Dicen que más vale una imagen que mil palabras, y es que un mercado es una cosa y a la vez mil.

En días de mercado se percibe el ajetreo de todo tipo de gente: cultura, raza, sexo y edad no importan en este lugar. Los amables vendedores ríen junto a sus clientes mientras muestran sus mejores productos. Productos de casa, de calidad, autóctonos, en los cuales se percibe hasta el cariño con el que los han tratado.
Esos productos son la esencia misma del mercado: su razón de ser.
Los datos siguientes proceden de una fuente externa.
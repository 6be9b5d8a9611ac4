//! Handlers for the `/projects` resource.
//!
//! Every save runs the same pipeline: resolve the candidate columns,
//! validate, fast-fail uniqueness pre-checks, merge transient answers into
//! the stored map, then persist in a single statement. Tier gating is
//! structural (per-tier DTOs) plus an ownership check on the mutating
//! routes.

use axum::extract::{Path, Query, State};
use axum::http::StatusCode;
use axum::Json;

use projboard_core::error::CoreError;
use projboard_core::questions::{merge_answers, AnswerMap, IncomingAnswers};
use projboard_core::search::{clamp_limit, clamp_offset, RawSearchParams, SearchFilters};
use projboard_core::types::DbId;
use projboard_core::validation::validate_project;
use projboard_db::models::project::{
    AdminUpdateProject, CreateProject, OwnerUpdateProject, Project, ProjectColumns,
};
use projboard_db::repositories::{ProjectRepo, QuestionRepo};
use projboard_db::DbPool;

use crate::error::{AppError, AppResult};
use crate::middleware::tier::{Actor, MaybeActor, RequireAdmin};
use crate::state::AppState;

/// Run the core validator, converting violations into a 400.
fn validate(columns: &ProjectColumns) -> AppResult<()> {
    let result = validate_project(&columns.fields());
    if !result.is_valid {
        return Err(AppError::Core(CoreError::Validation(result.violations)));
    }
    Ok(())
}

/// Fast-fail uniqueness pre-checks. The `uq_*` constraints remain the
/// authoritative guard; losing the race still surfaces as 409.
async fn check_unique(
    pool: &DbPool,
    columns: &ProjectColumns,
    exclude: Option<DbId>,
) -> AppResult<()> {
    if ProjectRepo::title_taken(pool, &columns.title, exclude).await? {
        return Err(AppError::Core(CoreError::Conflict(
            "title is already taken".to_string(),
        )));
    }
    if let Some(site) = columns.github_site.as_deref().filter(|s| !s.trim().is_empty()) {
        if ProjectRepo::github_site_taken(pool, site, exclude).await? {
            return Err(AppError::Core(CoreError::Conflict(
                "github_site is already taken".to_string(),
            )));
        }
    }
    if let Some(site) = columns
        .application_site
        .as_deref()
        .filter(|s| !s.trim().is_empty())
    {
        if ProjectRepo::application_site_taken(pool, site, exclude).await? {
            return Err(AppError::Core(CoreError::Conflict(
                "application_site is already taken".to_string(),
            )));
        }
    }
    Ok(())
}

/// Merge transient answers into the stored map against a registry snapshot.
async fn merged_answers(
    pool: &DbPool,
    mut stored: AnswerMap,
    incoming: Option<&IncomingAnswers>,
) -> AppResult<AnswerMap> {
    if let Some(incoming) = incoming {
        let snapshot = QuestionRepo::snapshot(pool).await?;
        merge_answers(&mut stored, &snapshot, incoming);
    }
    Ok(stored)
}

/// POST /api/v1/projects
pub async fn create(
    State(state): State<AppState>,
    actor: Actor,
    Json(input): Json<CreateProject>,
) -> AppResult<(StatusCode, Json<Project>)> {
    let columns = input.columns();
    validate(&columns)?;
    check_unique(&state.pool, &columns, None).await?;

    let questions = merged_answers(&state.pool, AnswerMap::new(), input.answers.as_ref()).await?;
    let slug = ProjectRepo::unique_slug(&state.pool, &columns.title, None).await?;

    let project =
        ProjectRepo::create(&state.pool, actor.user_id, &columns, &slug, &questions).await?;
    tracing::info!(project_id = project.id, slug = %project.slug, "Project created");
    Ok((StatusCode::CREATED, Json(project)))
}

/// GET /api/v1/projects
///
/// Admin actors search the full table; everyone else gets public mode
/// (approved records only).
pub async fn search(
    State(state): State<AppState>,
    MaybeActor(actor): MaybeActor,
    Query(params): Query<RawSearchParams>,
) -> AppResult<Json<Vec<Project>>> {
    let filters = SearchFilters::from_params(&params);
    let admin = actor.map(|a| a.is_admin()).unwrap_or(false);
    let limit = clamp_limit(params.limit);
    let offset = clamp_offset(params.offset);

    let projects = ProjectRepo::search(&state.pool, &filters, admin, limit, offset).await?;
    Ok(Json(projects))
}

/// GET /api/v1/projects/{key}
///
/// Looks up by slug, falling back to numeric ID.
pub async fn get_by_key(
    State(state): State<AppState>,
    Path(key): Path<String>,
) -> AppResult<Json<Project>> {
    let project = ProjectRepo::find_by_slug_or_id(&state.pool, &key)
        .await?
        .ok_or(AppError::Core(CoreError::NotFound {
            entity: "Project",
            key,
        }))?;
    Ok(Json(project))
}

/// PUT /api/v1/projects/{id}
///
/// Owner-tier update: the record's owner or an admin. The DTO cannot carry
/// `approved`, `state`, or `user_id`.
pub async fn update(
    State(state): State<AppState>,
    actor: Actor,
    Path(id): Path<DbId>,
    Json(input): Json<OwnerUpdateProject>,
) -> AppResult<Json<Project>> {
    let existing = ProjectRepo::find_by_id(&state.pool, id)
        .await?
        .ok_or_else(|| AppError::Core(CoreError::not_found("Project", id)))?;
    if !actor.is_admin() && actor.user_id != existing.user_id {
        return Err(AppError::Core(CoreError::Forbidden(
            "Only the project owner or an admin may update this project".to_string(),
        )));
    }

    let columns = input.apply_to(&existing);
    validate(&columns)?;
    check_unique(&state.pool, &columns, Some(id)).await?;

    let questions =
        merged_answers(&state.pool, existing.questions.0.clone(), input.answers.as_ref()).await?;
    let slug = if columns.title != existing.title {
        ProjectRepo::unique_slug(&state.pool, &columns.title, Some(id)).await?
    } else {
        existing.slug.clone()
    };

    let project = ProjectRepo::update(
        &state.pool,
        id,
        &columns,
        existing.state,
        existing.user_id,
        &slug,
        &questions,
    )
    .await?
    .ok_or_else(|| AppError::Core(CoreError::not_found("Project", id)))?;
    Ok(Json(project))
}

/// PUT /api/v1/projects/{id}/admin
///
/// Admin-tier update: owner fields plus completion state and owner
/// reassignment.
pub async fn admin_update(
    State(state): State<AppState>,
    RequireAdmin(_actor): RequireAdmin,
    Path(id): Path<DbId>,
    Json(input): Json<AdminUpdateProject>,
) -> AppResult<Json<Project>> {
    let existing = ProjectRepo::find_by_id(&state.pool, id)
        .await?
        .ok_or_else(|| AppError::Core(CoreError::not_found("Project", id)))?;

    let (columns, state_value, user_id) = input.apply_to(&existing);
    validate(&columns)?;
    check_unique(&state.pool, &columns, Some(id)).await?;

    let questions =
        merged_answers(&state.pool, existing.questions.0.clone(), input.answers.as_ref()).await?;
    let slug = if columns.title != existing.title {
        ProjectRepo::unique_slug(&state.pool, &columns.title, Some(id)).await?
    } else {
        existing.slug.clone()
    };

    let project = ProjectRepo::update(
        &state.pool,
        id,
        &columns,
        state_value,
        user_id,
        &slug,
        &questions,
    )
    .await?
    .ok_or_else(|| AppError::Core(CoreError::not_found("Project", id)))?;
    Ok(Json(project))
}

/// DELETE /api/v1/projects/{id}
///
/// Owner or admin. Favorites cascade with the row.
pub async fn delete(
    State(state): State<AppState>,
    actor: Actor,
    Path(id): Path<DbId>,
) -> AppResult<StatusCode> {
    let existing = ProjectRepo::find_by_id(&state.pool, id)
        .await?
        .ok_or_else(|| AppError::Core(CoreError::not_found("Project", id)))?;
    if !actor.is_admin() && actor.user_id != existing.user_id {
        return Err(AppError::Core(CoreError::Forbidden(
            "Only the project owner or an admin may delete this project".to_string(),
        )));
    }

    ProjectRepo::delete(&state.pool, id).await?;
    tracing::info!(project_id = id, "Project deleted");
    Ok(StatusCode::NO_CONTENT)
}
Sin el intercambio de esos productos y el movimiento de dinero el mercado no existiría, pero a diferencia de los grandes supermercados a los que estamos acostumbrados hoy en día en estos lugares reina un ambiente especial.

No se trata de mero capitalismo, de vender y luchar como tiburones por el máximo beneficio. Aquí hay humanidad. Calor. Amabilidad y trato entre personas, sea cual sea su origen, manera de pensar y cultura.

Será por ello que los niños, los abuelos, los señores y las madres sonríen más en este tipo de mercados. Será porque en este lugar podemos encontrarnos con cualquier cosa: pescado, carne, fruta, conservas, ciclistas, carritos de niños, patines y patinetes, zonas de descanso, risas, incluso monstruos como el de la foto.

Aun así, ese trato personal del mercado tradicional se ha ganado una clientela fiel, así que aun no esta todo perdido. Yo, de momento, ahí comprare mis tomates.